— What this task involves —
Type again, exactly, the lines below from the start through the line that includes "filename src/cli/core.rs".

(Provided data begins)

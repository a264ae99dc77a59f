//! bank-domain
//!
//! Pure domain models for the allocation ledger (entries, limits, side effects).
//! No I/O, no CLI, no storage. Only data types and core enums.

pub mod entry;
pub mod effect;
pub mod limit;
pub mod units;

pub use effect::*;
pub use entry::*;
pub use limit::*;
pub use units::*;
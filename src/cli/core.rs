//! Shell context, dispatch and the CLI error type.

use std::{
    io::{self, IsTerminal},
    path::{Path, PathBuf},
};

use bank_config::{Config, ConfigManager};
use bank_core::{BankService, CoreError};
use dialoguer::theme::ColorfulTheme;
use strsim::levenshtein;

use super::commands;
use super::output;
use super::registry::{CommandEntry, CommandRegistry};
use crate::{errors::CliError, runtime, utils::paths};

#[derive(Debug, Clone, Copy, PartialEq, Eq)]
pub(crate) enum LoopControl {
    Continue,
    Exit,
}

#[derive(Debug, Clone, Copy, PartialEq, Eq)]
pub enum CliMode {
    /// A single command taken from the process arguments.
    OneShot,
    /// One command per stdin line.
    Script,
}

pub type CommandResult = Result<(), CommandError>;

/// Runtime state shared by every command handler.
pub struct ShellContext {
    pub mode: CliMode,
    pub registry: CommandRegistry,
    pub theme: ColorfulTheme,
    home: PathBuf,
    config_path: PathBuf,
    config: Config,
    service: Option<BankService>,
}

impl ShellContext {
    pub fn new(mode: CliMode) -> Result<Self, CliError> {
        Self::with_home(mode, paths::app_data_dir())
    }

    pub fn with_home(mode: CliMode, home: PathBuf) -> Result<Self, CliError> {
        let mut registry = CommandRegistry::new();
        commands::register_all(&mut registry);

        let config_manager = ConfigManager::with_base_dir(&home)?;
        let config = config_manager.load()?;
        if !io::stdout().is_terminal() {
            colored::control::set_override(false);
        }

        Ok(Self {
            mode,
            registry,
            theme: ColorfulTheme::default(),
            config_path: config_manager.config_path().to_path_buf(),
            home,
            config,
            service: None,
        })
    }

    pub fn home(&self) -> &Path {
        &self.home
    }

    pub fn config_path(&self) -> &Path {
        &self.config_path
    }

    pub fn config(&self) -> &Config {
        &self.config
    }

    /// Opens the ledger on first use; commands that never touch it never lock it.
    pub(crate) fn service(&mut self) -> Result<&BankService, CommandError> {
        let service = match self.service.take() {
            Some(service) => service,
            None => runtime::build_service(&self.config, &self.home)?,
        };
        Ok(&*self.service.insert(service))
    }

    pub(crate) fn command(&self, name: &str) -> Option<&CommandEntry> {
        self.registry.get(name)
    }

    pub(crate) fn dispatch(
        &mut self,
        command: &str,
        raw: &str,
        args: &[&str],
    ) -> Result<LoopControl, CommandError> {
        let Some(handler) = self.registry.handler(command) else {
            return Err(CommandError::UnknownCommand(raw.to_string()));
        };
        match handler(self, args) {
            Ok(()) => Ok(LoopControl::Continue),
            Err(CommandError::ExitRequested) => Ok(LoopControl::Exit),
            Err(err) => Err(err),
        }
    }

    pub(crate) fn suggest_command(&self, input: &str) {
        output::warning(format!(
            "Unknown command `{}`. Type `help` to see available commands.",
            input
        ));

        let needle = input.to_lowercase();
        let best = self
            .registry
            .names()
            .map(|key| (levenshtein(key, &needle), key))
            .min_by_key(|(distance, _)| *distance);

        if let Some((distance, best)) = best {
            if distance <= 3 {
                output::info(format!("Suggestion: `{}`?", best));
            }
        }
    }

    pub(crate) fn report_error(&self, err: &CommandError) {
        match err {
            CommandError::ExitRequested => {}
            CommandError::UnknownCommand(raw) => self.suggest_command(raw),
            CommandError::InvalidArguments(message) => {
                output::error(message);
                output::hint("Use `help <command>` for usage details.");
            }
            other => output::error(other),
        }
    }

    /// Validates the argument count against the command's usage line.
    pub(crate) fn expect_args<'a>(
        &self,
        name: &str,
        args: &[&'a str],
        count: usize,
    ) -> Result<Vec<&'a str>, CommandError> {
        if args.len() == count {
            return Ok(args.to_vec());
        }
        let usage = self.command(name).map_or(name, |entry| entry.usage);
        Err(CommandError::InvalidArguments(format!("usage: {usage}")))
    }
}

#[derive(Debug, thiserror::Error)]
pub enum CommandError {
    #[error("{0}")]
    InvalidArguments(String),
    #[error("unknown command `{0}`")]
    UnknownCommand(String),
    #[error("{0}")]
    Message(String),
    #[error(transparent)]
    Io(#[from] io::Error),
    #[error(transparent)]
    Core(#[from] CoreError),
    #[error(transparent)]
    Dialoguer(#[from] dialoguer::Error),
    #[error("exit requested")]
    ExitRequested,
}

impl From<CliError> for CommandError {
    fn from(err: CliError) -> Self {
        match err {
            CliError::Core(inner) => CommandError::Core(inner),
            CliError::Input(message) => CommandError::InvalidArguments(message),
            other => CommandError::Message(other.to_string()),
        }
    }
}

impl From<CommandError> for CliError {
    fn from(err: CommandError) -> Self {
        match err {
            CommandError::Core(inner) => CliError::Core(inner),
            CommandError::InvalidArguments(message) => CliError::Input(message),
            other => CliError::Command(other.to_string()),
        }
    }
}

(Provided data ends)

— Answer box —
repository a264ae99dc77a59f
//! bank-domain
//!
//! Pure domain models for the allocation ledger (entries, limits, side effects).
//! No I/O, no CLI, no storage. Only data types and core enums.

pub mod entry;
pub mod effect;
pub mod limit;
pub mod units;

pub use effect::*;
pub use entry::*;
pub use limit::*;
pub use units::*;
filename src/cli/core.rs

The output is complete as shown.